New York Separated from her husband and struggling to buy food and other necessities for herself and two daughters, Bridget Glover watched in horror as her credit card bills mounted. She thought filing for bankruptcy would be the only way out.
"I even got second jobs, but that wasn't enough," recalled Glover, a benefits coordinator from Wheatley Heights, N.Y. "Every time I had to pay bills, I would pull out my checkbook and cry. I couldn't answer the phone because I knew it was bill collectors."
Instead of bankruptcy, Glover sought help from a nonprofit credit counseling agency and worked out a debt repayment program. Three years later, she's nearly finished; her next step will be applying for a mortgage for a new home.
Stories like Glover's are a reason nonprofit credit counselors are being given a greater role in the bankruptcy process.
Under a new federal bankruptcy law that takes effect Oct. 17, debtors must take part in a credit counseling session in the six months before filing bankruptcy applications, paying as much as $50 for a 90-minute session. The law also mandates that many complete a financial education course before their bankruptcies are final, and some of these courses will be handled by credit counselors as well.
Strain on agencies
The counseling requirement is expected to double to 3 million the number of Americans seeking help each year from nonprofit credit counselors, straining an industry already grappling with funding problems and investigations into whether some agencies abused their nonprofit status.

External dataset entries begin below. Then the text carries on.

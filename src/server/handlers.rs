//! Route handlers
//!
//! Handlers read the whole form, then run the operation on the blocking
//! pool so PDF work never stalls the async runtime.

use axum::extract::{Multipart, State};
use axum::http::header;
use axum::response::{IntoResponse, Response};
use axum::Json;
use percent_encoding::{utf8_percent_encode, AsciiSet, NON_ALPHANUMERIC};
use serde::Serialize;
use tracing::{info, warn};

use super::error::ApiError;
use super::form::UploadForm;
use super::AppState;
use crate::color::Rgb;
use crate::convert::{Artifact, SourceKind, TargetFormat};
use crate::error::Error;
use crate::layout::Placement;
use crate::ops::{self, EncryptOptions, RotateOptions, WatermarkKind, WatermarkOptions};
use crate::session::Session;

type HandlerResult = std::result::Result<Response, ApiError>;

/// RFC 5987 `attr-char` minus the few symbols some clients mishandle
const FILENAME_ENCODE: &AsciiSet = &NON_ALPHANUMERIC.remove(b'-').remove(b'.').remove(b'_').remove(b'~');

#[derive(Serialize)]
pub(super) struct HealthResponse {
    status: &'static str,
    version: &'static str,
}

pub(super) async fn health() -> Json<HealthResponse> {
    Json(HealthResponse {
        status: "ok",
        version: env!("CARGO_PKG_VERSION"),
    })
}

/// Run blocking work off the async runtime
async fn blocking<T, F>(job: F) -> std::result::Result<T, ApiError>
where
    F: FnOnce() -> crate::Result<T> + Send + 'static,
    T: Send + 'static,
{
    tokio::task::spawn_blocking(job)
        .await
        .map_err(|e| ApiError::internal(format!("worker failed: {e}")))?
        .map_err(ApiError::from)
}

/// Run blocking work inside a fresh session directory.
///
/// The session is dropped, and its directory removed, on the worker thread
/// when the job ends, even if the client has gone away.
async fn in_session<T, F>(state: &AppState, job: F) -> std::result::Result<T, ApiError>
where
    F: FnOnce(&Session) -> crate::Result<T> + Send + 'static,
    T: Send + 'static,
{
    let sessions = state.sessions().clone();
    blocking(move || {
        let session = sessions.acquire()?;
        let result = job(&session);
        if let Err(e) = session.close() {
            warn!("session cleanup failed: {}", e);
        }
        result
    })
    .await
}

/// A downloadable file response
fn attachment(artifact: Artifact) -> Response {
    let disposition = format!(
        "attachment; filename=\"{}\"; filename*=UTF-8''{}",
        ascii_fallback(&artifact.name),
        percent_encode(&artifact.name)
    );
    (
        [
            (header::CONTENT_TYPE, artifact.content_type().to_string()),
            (header::CONTENT_DISPOSITION, disposition),
        ],
        artifact.bytes,
    )
        .into_response()
}

fn pdf_attachment(name: String, bytes: Vec<u8>) -> Response {
    attachment(Artifact::new(name, bytes))
}

/// Header-safe file name for clients that ignore `filename*`
fn ascii_fallback(name: &str) -> String {
    name.chars()
        .map(|c| if c.is_ascii_graphic() && c != '"' && c != '\\' || c == ' ' { c } else { '_' })
        .collect()
}

fn percent_encode(name: &str) -> String {
    utf8_percent_encode(name, FILENAME_ENCODE).to_string()
}

pub(super) async fn split(multipart: Multipart) -> HandlerResult {
    let mut form = UploadForm::read(multipart).await?;
    let file = form.file("file")?;
    file.require_pdf()?;
    let pages = form.text("pages")?.to_string();

    info!("split {} pages '{}'", file.file_name, pages);
    let bytes = blocking(move || ops::split(&file.bytes, &pages)).await?;
    Ok(pdf_attachment(format!("split_{}", file.file_name), bytes))
}

pub(super) async fn merge(multipart: Multipart) -> HandlerResult {
    let mut form = UploadForm::read(multipart).await?;
    let files = form.files("files");
    if files.is_empty() {
        return Err(Error::validation("No files provided").into());
    }
    for file in &files {
        file.require_pdf()?;
    }

    info!("merge {} files", files.len());
    let bytes = blocking(move || {
        let inputs: Vec<&[u8]> = files.iter().map(|f| f.bytes.as_slice()).collect();
        ops::merge(&inputs)
    })
    .await?;
    Ok(pdf_attachment("merged.pdf".to_string(), bytes))
}

pub(super) async fn rotate(multipart: Multipart) -> HandlerResult {
    let mut form = UploadForm::read(multipart).await?;
    let file = form.file("file")?;
    file.require_pdf()?;
    let options = RotateOptions {
        pages: form.text("pages")?.to_string(),
        angle: form.parse_or("angle", 90)?,
        include_unspecified: form.flag_or("include_unspecified", true)?,
    };

    info!("rotate {} pages '{}' by {}", file.file_name, options.pages, options.angle);
    let bytes = blocking(move || ops::rotate(&file.bytes, &options)).await?;
    Ok(pdf_attachment(format!("rotated_{}", file.file_name), bytes))
}

pub(super) async fn encrypt(multipart: Multipart) -> HandlerResult {
    let mut form = UploadForm::read(multipart).await?;
    let file = form.file("file")?;
    file.require_pdf()?;
    let options = EncryptOptions {
        password: form.text("password")?.to_string(),
        allow_printing: form.flag_or("allow_printing", true)?,
        allow_commenting: form.flag_or("allow_commenting", true)?,
    };

    info!("encrypt {}", file.file_name);
    let bytes = blocking(move || ops::encrypt(&file.bytes, &options)).await?;
    Ok(pdf_attachment(format!("encrypted_{}", file.file_name), bytes))
}

pub(super) async fn decrypt(multipart: Multipart) -> HandlerResult {
    let mut form = UploadForm::read(multipart).await?;
    let file = form.file("file")?;
    file.require_pdf()?;
    let password = form.text("password")?.to_string();

    info!("decrypt {}", file.file_name);
    let bytes = blocking(move || ops::decrypt(&file.bytes, &password)).await?;
    Ok(pdf_attachment(format!("decrypted_{}", file.file_name), bytes))
}

pub(super) async fn add_watermark(State(state): State<AppState>, multipart: Multipart) -> HandlerResult {
    let mut form = UploadForm::read(multipart).await?;
    let file = form.file("file")?;
    file.require_pdf()?;

    let kind_name = form.text_or("watermark_type", "text").trim().to_ascii_lowercase();
    let kind = match kind_name.as_str() {
        "text" => WatermarkKind::Text(form.text("watermark_text")?.to_string()),
        "image" => WatermarkKind::Image(form.file("watermark_image")?.bytes),
        other => {
            return Err(Error::validation(format!(
                "Unknown watermark type '{other}' (expected text or image)"
            ))
            .into())
        }
    };
    let options = WatermarkOptions {
        kind,
        opacity: form.parse_or("opacity", 0.5)?,
        rotation: form.parse_or("rotation", 0.0)?,
        position: form.parse_or("position", Placement::Center)?,
        font_size: form.parse_or("font_size", 40.0)?,
        font_color: form.parse_or("font_color", Rgb::BLACK)?,
        bold: form.flag_or("bold", form.flag_or("font_bold", false)?)?,
        pages: form.text_or("pages", "all").to_string(),
    };

    info!("watermark {} ({}, pages '{}')", file.file_name, options.position, options.pages);
    let fonts = state.fonts();
    let bytes = blocking(move || ops::add_watermark(&file.bytes, &options, &fonts)).await?;
    Ok(pdf_attachment(format!("watermarked_{}", file.file_name), bytes))
}

pub(super) async fn edit(State(state): State<AppState>, multipart: Multipart) -> HandlerResult {
    let mut form = UploadForm::read(multipart).await?;
    let file = form.file("file")?;
    file.require_pdf()?;
    let elements = form.text("elements")?.to_string();

    info!("edit {}", file.file_name);
    let fonts = state.fonts();
    let bytes = blocking(move || ops::edit(&file.bytes, &elements, &fonts)).await?;
    Ok(pdf_attachment(format!("edited_{}", file.file_name), bytes))
}

pub(super) async fn convert_from_pdf(State(state): State<AppState>, multipart: Multipart) -> HandlerResult {
    let mut form = UploadForm::read(multipart).await?;
    let file = form.file("file")?;
    file.require_pdf()?;
    let target = target_format(&form)?;

    info!("convert {} to {}", file.file_name, target);
    let converters = state.converters();
    let artifact = in_session(&state, move |session| {
        ops::convert_from_pdf(&converters, session, &file.file_name, &file.bytes, target)
    })
    .await?;
    Ok(attachment(artifact))
}

/// `target_format` is docx, png or jpg; `image` defers to `image_format`
fn target_format(form: &UploadForm) -> crate::Result<TargetFormat> {
    let requested = form.text("target_format")?;
    if !requested.trim().eq_ignore_ascii_case("image") {
        return requested.parse();
    }
    let target: TargetFormat = form.text("image_format")?.parse()?;
    if !target.is_image() {
        return Err(Error::validation(format!("'{target}' is not an image format (expected jpg or png)")));
    }
    Ok(target)
}

pub(super) async fn convert_to_pdf(State(state): State<AppState>, multipart: Multipart) -> HandlerResult {
    let mut form = UploadForm::read(multipart).await?;
    let mut uploads = form.files("files");
    uploads.extend(form.files("file"));
    let files: Vec<(String, Vec<u8>)> = uploads
        .into_iter()
        .map(|upload| (upload.file_name, upload.bytes))
        .collect();
    match form.text_or("source_format", "").trim() {
        "" => {}
        declared => ops::expect_source_kind(&files, declared.parse::<SourceKind>()?)?,
    }

    info!("convert {} files to PDF", files.len());
    let fonts = state.fonts();
    let artifact = blocking(move || ops::convert_to_pdf(&files, &fonts)).await?;
    Ok(attachment(artifact))
}

#[cfg(test)]
mod tests {
    use super::*;

    #[test]
    fn test_file_name_encoding() {
        assert_eq!(percent_encode("a b.pdf"), "a%20b.pdf");
        assert_eq!(percent_encode("é.pdf"), "%C3%A9.pdf");
        assert_eq!(percent_encode("q1~v2-final_(x).pdf"), "q1~v2-final_%28x%29.pdf");
        assert_eq!(ascii_fallback("é \"x\".pdf"), "_ _x_.pdf");
    }
}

Joel Greenberg, president and chief executive officer of Novadebt in Freehold, N.J., which helped Glover, said it remained unclear how many people would be able to avoid bankruptcy through counseling.
"We expect that many of these people will be in very deep trouble by the time they come to us," Greenberg said.
And many financially troubled consumers have never developed money skills, said Howard Dvorkin, president of Consolidated Credit Counseling Services Inc. in Fort Lauderdale, Fla.
"For many of these people, this could represent the most time they've ever spent in their lives focused on their personal finances," Dvorkin said.
Counselors will help them analyze their spending and work out a budget. Some people are likely to need the counselors' help in negotiating with creditors to get a manageable debt repayment program going.
Still, Dvorkin acknowledged, "it's going to be a huge challenge to deliver these services effectively and efficiently" to those coming in just one step ahead of bankruptcy.
Ideally, credit counseling should be done in face-to-face sessions. But because of the increased load, the new law also will allow phone counseling and Internet counseling.
This has led some consumer advocates like Liz Pulliam Weston, author of "Deal With Your Debt," to suggest Americans facing bankruptcy will be subjected to "drive-through counseling" that will do little to re-educate them about good spending and borrowing habits.
"If you want to change attitudes and outcomes, you need face-to-face contact," Weston said. "And you need time."